The courtroom grew still as Bridget McGee paused, remembering. The only sound was the scratching of pen quills across paper as reporters scrambled to keep up. “About 10 o’clock they commenced throwing the passengers out of the longboat. The first I heard was Owen Riley. I heard him cry to the Scotch woman, Mrs. Edgar, to speak to the sailors to spare his life. I don’t know who was the next man, but they caught hold then of Francis Askin. He, too, first called on the Scotch woman to speak to the sailors to spare his life, but she said nothing at either time. When they came to throw him over, Frank said that all he had was five sovereigns but he would give them if they would spare his life until morning. Nobody cared. Mr. Askin had two sisters in the boat. One named Mary said that if they threw her brother over, they might as well throw her after him. After they did as she said, they looked for and threw over the other sister, Ellen, too.”

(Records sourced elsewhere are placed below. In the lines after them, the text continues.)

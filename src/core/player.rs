//! Player identification and seating.
//!
//! ## PlayerId
//!
//! Seat index in turn order. The first player to act is `PlayerId(0)`.
//!
//! ## UserId
//!
//! Opaque identifier of the application user who owns a seat. Actions are
//! submitted by users, and point awards are addressed to users.
//!
//! ## Color
//!
//! Each seat plays one of four colors. A color fixes the piece's entry cell
//! and its private safe lane on the board.

use im::Vector;
use serde::{Deserialize, Serialize};

use super::piece::GamePiece;

/// Seat index in turn order (0-based).
#[derive(Clone, Copy, Debug, PartialEq, Eq, Hash, PartialOrd, Ord, Serialize, Deserialize)]
pub struct PlayerId(pub u8);

impl PlayerId {
    /// Create a new player ID.
    #[must_use]
    pub const fn new(id: u8) -> Self {
        Self(id)
    }

    /// Get the raw seat index (0-based).
    #[must_use]
    pub const fn index(self) -> usize {
        self.0 as usize
    }

    /// Iterate over all seats for a game with `player_count` players.
    ///
    /// ```
    /// use ki_nevet::core::PlayerId;
    ///
    /// let seats: Vec<_> = PlayerId::all(3).collect();
    /// assert_eq!(seats, vec![PlayerId::new(0), PlayerId::new(1), PlayerId::new(2)]);
    /// ```
    pub fn all(player_count: usize) -> impl Iterator<Item = PlayerId> {
        (0..player_count as u8).map(PlayerId)
    }
}

impl std::fmt::Display for PlayerId {
    fn fmt(&self, f: &mut std::fmt::Formatter<'_>) -> std::fmt::Result {
        write!(f, "Player {}", self.0)
    }
}

/// Identifier of the application user behind a seat.
#[derive(Clone, Debug, PartialEq, Eq, Hash, PartialOrd, Ord, Serialize, Deserialize)]
#[serde(transparent)]
pub struct UserId(pub String);

impl UserId {
    /// Create a new user ID.
    pub fn new(id: impl Into<String>) -> Self {
        Self(id.into())
    }

    /// Borrow the raw identifier.
    #[must_use]
    pub fn as_str(&self) -> &str {
        &self.0
    }
}

impl std::fmt::Display for UserId {
    fn fmt(&self, f: &mut std::fmt::Formatter<'_>) -> std::fmt::Result {
        f.write_str(&self.0)
    }
}

impl From<&str> for UserId {
    fn from(id: &str) -> Self {
        Self(id.to_string())
    }
}

/// Piece color. Also determines where on the ring a seat starts.
#[derive(Clone, Copy, Debug, PartialEq, Eq, Hash, Serialize, Deserialize)]
#[serde(rename_all = "lowercase")]
pub enum Color {
    Red,
    Blue,
    Green,
    Yellow,
}

impl Color {
    /// All colors, in board order.
    pub const ALL: [Color; 4] = [Color::Red, Color::Blue, Color::Green, Color::Yellow];

    /// Board quadrant of this color (0-3), used to place its entry cell.
    #[must_use]
    pub const fn quadrant(self) -> u16 {
        match self {
            Color::Red => 0,
            Color::Blue => 1,
            Color::Green => 2,
            Color::Yellow => 3,
        }
    }
}

impl std::fmt::Display for Color {
    fn fmt(&self, f: &mut std::fmt::Formatter<'_>) -> std::fmt::Result {
        let name = match self {
            Color::Red => "red",
            Color::Blue => "blue",
            Color::Green => "green",
            Color::Yellow => "yellow",
        };
        f.write_str(name)
    }
}

/// A seated player and the pieces they exclusively own.
#[derive(Clone, Debug, PartialEq, Eq, Serialize, Deserialize)]
pub struct GamePlayer {
    /// Owning application user.
    pub user: UserId,

    /// Display name used in event messages.
    pub name: String,

    /// Fixed color, unique within a game.
    pub color: Color,

    /// Owned pieces. Never shared with another player.
    pub pieces: Vector<GamePiece>,
}

impl GamePlayer {
    /// Number of pieces that have reached the terminal marker.
    #[must_use]
    pub fn finished_count(&self) -> usize {
        self.pieces.iter().filter(|p| p.is_finished()).count()
    }

    /// Whether every piece has completed its safe lane.
    #[must_use]
    pub fn all_finished(&self) -> bool {
        !self.pieces.is_empty() && self.pieces.iter().all(GamePiece::is_finished)
    }

    /// Index of a piece within this player's piece list.
    pub(crate) fn slot_of(&self, piece: super::PieceId) -> Option<usize> {
        self.pieces.iter().position(|p| p.id == piece)
    }
}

McGee’s deposition, made in Le Havre, however, stated that she had not seen anyone dispatched, that she only heard the cries of some of those thrown overboard. It also said she believed that she had been kindly treated by the crew. The defence could not question her about these inconsistencies, however, because the Le Havre depositions were never made available to them.

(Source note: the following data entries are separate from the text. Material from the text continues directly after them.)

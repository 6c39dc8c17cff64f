//! Game configuration types.
//!
//! Games are configured at creation by providing:
//! - `BoardConfig`: ring length, safe lane length, pieces per player
//! - `HouseRules`: bonus rolls, the consecutive-six limit, blockades,
//!   safe entry cells, point amounts
//! - `GameConfig`: combines both
//!
//! The defaults are the classic 52-cell board with 4 pieces per player.

use serde::{Deserialize, Serialize};

use super::player::Color;
use crate::error::ConfigError;

/// Fewest players that can start a game.
pub const MIN_PLAYERS: usize = 2;

/// Most players that can start a game (one per color).
pub const MAX_PLAYERS: usize = Color::ALL.len();

/// Board dimensions.
#[derive(Clone, Copy, Debug, PartialEq, Eq, Serialize, Deserialize)]
pub struct BoardConfig {
    /// Cells on the shared ring. Must split evenly into one quadrant per color.
    pub ring_length: u16,

    /// Cells in each private safe lane, not counting the terminal marker.
    pub lane_length: u16,

    /// Pieces owned by each player.
    pub pieces_per_player: u16,
}

impl Default for BoardConfig {
    fn default() -> Self {
        Self {
            ring_length: 52,
            lane_length: 5,
            pieces_per_player: 4,
        }
    }
}

impl BoardConfig {
    /// Set the ring length.
    #[must_use]
    pub fn with_ring_length(mut self, ring_length: u16) -> Self {
        self.ring_length = ring_length;
        self
    }

    /// Set the safe lane length.
    #[must_use]
    pub fn with_lane_length(mut self, lane_length: u16) -> Self {
        self.lane_length = lane_length;
        self
    }

    /// Set the number of pieces per player.
    #[must_use]
    pub fn with_pieces_per_player(mut self, pieces: u16) -> Self {
        self.pieces_per_player = pieces;
        self
    }

    /// Check the board can be laid out.
    pub fn validate(&self) -> Result<(), ConfigError> {
        let quadrants = Color::ALL.len() as u16;
        if self.ring_length == 0 || self.ring_length % quadrants != 0 {
            return Err(ConfigError::RingLength {
                ring_length: self.ring_length,
                quadrants,
            });
        }
        if self.lane_length == 0 {
            return Err(ConfigError::EmptyLane);
        }
        if self.pieces_per_player == 0 {
            return Err(ConfigError::NoPieces);
        }

        // Progress runs up to ring + lane, piece ids up to seats * pieces
        let progress_fits = self.ring_length.checked_add(self.lane_length).is_some();
        let ids_fit = self.pieces_per_player.checked_mul(MAX_PLAYERS as u16).is_some();
        if !progress_fits || !ids_fit {
            return Err(ConfigError::BoardTooLarge {
                ring_length: self.ring_length,
                lane_length: self.lane_length,
                pieces_per_player: self.pieces_per_player,
            });
        }
        Ok(())
    }
}

/// Rule variants of this game family.
#[derive(Clone, Copy, Debug, PartialEq, Eq, Serialize, Deserialize)]
pub struct HouseRules {
    /// Rolling a 6 grants another roll after the move.
    pub bonus_roll_on_six: bool,

    /// Rolling this many 6s in a row forfeits the turn. `None` disables the limit.
    pub max_consecutive_sixes: Option<u8>,

    /// Entry cells are havens: nobody is captured there.
    pub entry_cells_are_safe: bool,

    /// Two or more same-color pieces on a ring cell block opponents from landing.
    pub blockades: bool,

    /// Players with every piece finished are skipped on handoff.
    pub skip_finished_players: bool,

    /// Points awarded to the mover for each capture.
    pub capture_points: u32,

    /// Points awarded to the winner.
    pub win_points: u32,
}

impl Default for HouseRules {
    fn default() -> Self {
        Self {
            bonus_roll_on_six: true,
            max_consecutive_sixes: Some(3),
            entry_cells_are_safe: true,
            blockades: true,
            skip_finished_players: true,
            capture_points: 5,
            win_points: 50,
        }
    }
}

impl HouseRules {
    /// Enable or disable the bonus roll after a 6.
    #[must_use]
    pub fn with_bonus_roll(mut self, enabled: bool) -> Self {
        self.bonus_roll_on_six = enabled;
        self
    }

    /// Set the consecutive-six limit.
    #[must_use]
    pub fn with_max_consecutive_sixes(mut self, limit: Option<u8>) -> Self {
        self.max_consecutive_sixes = limit;
        self
    }

    /// Enable or disable capture immunity on entry cells.
    #[must_use]
    pub fn with_safe_entry_cells(mut self, enabled: bool) -> Self {
        self.entry_cells_are_safe = enabled;
        self
    }

    /// Enable or disable blockades.
    #[must_use]
    pub fn with_blockades(mut self, enabled: bool) -> Self {
        self.blockades = enabled;
        self
    }

    /// Set point amounts for captures and wins.
    #[must_use]
    pub fn with_points(mut self, capture: u32, win: u32) -> Self {
        self.capture_points = capture;
        self.win_points = win;
        self
    }

    /// Check the rule values are usable.
    pub fn validate(&self) -> Result<(), ConfigError> {
        if self.max_consecutive_sixes == Some(0) {
            return Err(ConfigError::SixLimit);
        }
        Ok(())
    }
}

/// Complete game configuration.
#[derive(Clone, Copy, Debug, Default, PartialEq, Eq, Serialize, Deserialize)]
pub struct GameConfig {
    pub board: BoardConfig,
    pub rules: HouseRules,
}

impl GameConfig {
    /// Create a configuration from its parts.
    #[must_use]
    pub fn new(board: BoardConfig, rules: HouseRules) -> Self {
        Self { board, rules }
    }

    /// Replace the board configuration.
    #[must_use]
    pub fn with_board(mut self, board: BoardConfig) -> Self {
        self.board = board;
        self
    }

    /// Replace the house rules.
    #[must_use]
    pub fn with_rules(mut self, rules: HouseRules) -> Self {
        self.rules = rules;
        self
    }

    /// Validate the configuration for a given number of players.
    pub fn validate(&self, player_count: usize) -> Result<(), ConfigError> {
        if !(MIN_PLAYERS..=MAX_PLAYERS).contains(&player_count) {
            return Err(ConfigError::PlayerCount {
                count: player_count,
                min: MIN_PLAYERS,
                max: MAX_PLAYERS,
            });
        }
        self.board.validate()?;
        self.rules.validate()
    }
}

Hopkinson slowly turned from Bridget McGee to the jury, and from them to the audience at large, as she calmly recited the names of the persons who had been drowned. Now he turned back to her and asked in a low, almost inaudible voice, if that had been the end of the carnage. She shook here head as if to dislodge his interruption, a distraction to her memories. “The next I know of, Holmes there was catching hold of James Black. He was a passenger. Holmes caught a hold of him and said, ‘Who is this?’ Black answered, ‘Why, it’s James Black.’ When the mate heard this, he said to Holmes, ‘Don’t part man and wife,’ and they did not throw him over. Then Holmes came to Charles Conlin, who was sitting next to me. When he saw Holmes coming, Mr. Conlin said, ‘Holmes, dear, you will not put me out, will you?’ ‘Yes, Charlie, you’ll go, too,’ Holmes answered. And he did.”

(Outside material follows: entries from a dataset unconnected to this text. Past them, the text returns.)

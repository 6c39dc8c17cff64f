//! Error types.
//!
//! `GameError` covers rejected player actions. Every rejection leaves the
//! submitted snapshot untouched, so the hosting layer can report the error
//! and wait for a corrected action.
//!
//! `ConfigError` covers invalid setup: bad board dimensions, bad seating,
//! or a placement outside the board.

use thiserror::Error;

use crate::core::{Color, PieceId, PlayerId, Position, UserId};

/// The kind of action a player was expected to submit.
#[derive(Clone, Copy, Debug, PartialEq, Eq)]
pub enum ActionKind {
    Roll,
    Move,
}

impl std::fmt::Display for ActionKind {
    fn fmt(&self, f: &mut std::fmt::Formatter<'_>) -> std::fmt::Result {
        match self {
            ActionKind::Roll => f.write_str("roll"),
            ActionKind::Move => f.write_str("move"),
        }
    }
}

/// Why a move was refused.
#[derive(Clone, Copy, Debug, PartialEq, Eq, Error)]
pub enum MoveRejection {
    #[error("the piece belongs to another player")]
    NotOwned,
    #[error("a piece can only leave home on a 6")]
    NeedsSix,
    #[error("the roll overshoots the end of the safe lane")]
    Overshoot,
    #[error("the target cell is blockaded")]
    Blockade,
    #[error("the piece already reached home")]
    AlreadyFinished,
    #[error("{0} is not a die face")]
    NotADieFace(u8),
}

/// A rejected player action.
#[derive(Clone, Debug, PartialEq, Eq, Error)]
pub enum GameError {
    #[error("it is {expected}'s turn, not {actual}'s")]
    NotYourTurn { expected: UserId, actual: UserId },

    #[error("illegal move for piece {piece}: {reason}")]
    IllegalMove { piece: PieceId, reason: MoveRejection },

    #[error("the game is already finished")]
    GameAlreadyFinished,

    #[error("unknown piece {0}")]
    InvalidPiece(PieceId),

    #[error("expected a {expected} action")]
    WrongPhase { expected: ActionKind },
}

/// Invalid game setup.
#[derive(Clone, Debug, PartialEq, Eq, Error)]
pub enum ConfigError {
    #[error("{count} players requested, a game needs {min} to {max}")]
    PlayerCount { count: usize, min: usize, max: usize },

    #[error("ring length {ring_length} does not split into {quadrants} quadrants")]
    RingLength { ring_length: u16, quadrants: u16 },

    #[error("safe lanes need at least one cell")]
    EmptyLane,

    #[error("players need at least one piece")]
    NoPieces,

    #[error("the consecutive-six limit must be at least 1")]
    SixLimit,

    #[error("color {0} is taken by more than one player")]
    DuplicateColor(Color),

    #[error("user {0} is seated more than once")]
    DuplicateUser(UserId),

    #[error("unknown piece {0}")]
    UnknownPiece(PieceId),

    #[error("unknown player {0}")]
    UnknownPlayer(PlayerId),

    #[error("position {0:?} is not on this board")]
    PositionOutOfRange(Position),

    #[error("board {ring_length}/{lane_length}/{pieces_per_player} is too large")]
    BoardTooLarge {
        ring_length: u16,
        lane_length: u16,
        pieces_per_player: u16,
    },

    #[error("current player index {index} is out of range for {players} players")]
    CurrentPlayer { index: usize, players: usize },

    #[error("user {user} has {count} pieces")]
    PieceCount { user: UserId, count: usize },

    #[error("{0} is not a die face")]
    DieFace(u8),

    #[error("status and winner disagree")]
    Outcome,
}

There were two ways to interpret this. The defence might argue it was evidence that Francis Rhodes was indeed in command, ordering the killings as a captain directing men sworn to obey. To the prosecution, however, this was evidence that Holmes was an active and willing independent murder.

Here Bridget paused, and Hopkinson asked if that was the end of her tale. She indicated it was not, and continued: “Mr. Conlin was the last person they threw out of the boat that night, but there were two others that remained in the boat they did not see. In the morning, the sailors saw these other two men; one of them was under a seat, and the other under the stern of the boat. They had hid themselves there, John Nugent and another man whose name I don’t remember. At daylight sailors threw them out, too. About an hour and a half after that, we were picked up by the Crescent.”

Hopkinson asked who it was that Bridget McGee meant when she talked about “the sailors” “I mean that Charles Smith, Alexander William Holmes, Jack Stetson and a coloured man, the cook, Henry Murray, did so.”

And the mate, Hopkinson asked, did he participate? No, McGee said. She didn’t see him drown any of the longboat passengers.

There was a sigh of satisfaction in the courtroom. This was what they had come to hear: the tragic tale of people saved from the sinking of a sailing vessel only to be drowned in the longboat by its crew. The prosecution had made its point, and, with the recitation of the persons killed, had stated the essential facts of the case.

Now Hopkinson went on to focus on the details. Was the longboat filled with water during the journey or during that horrible night? No, Bridget McGee replied. “There was not much water in the boat the second night; there was more on the first.”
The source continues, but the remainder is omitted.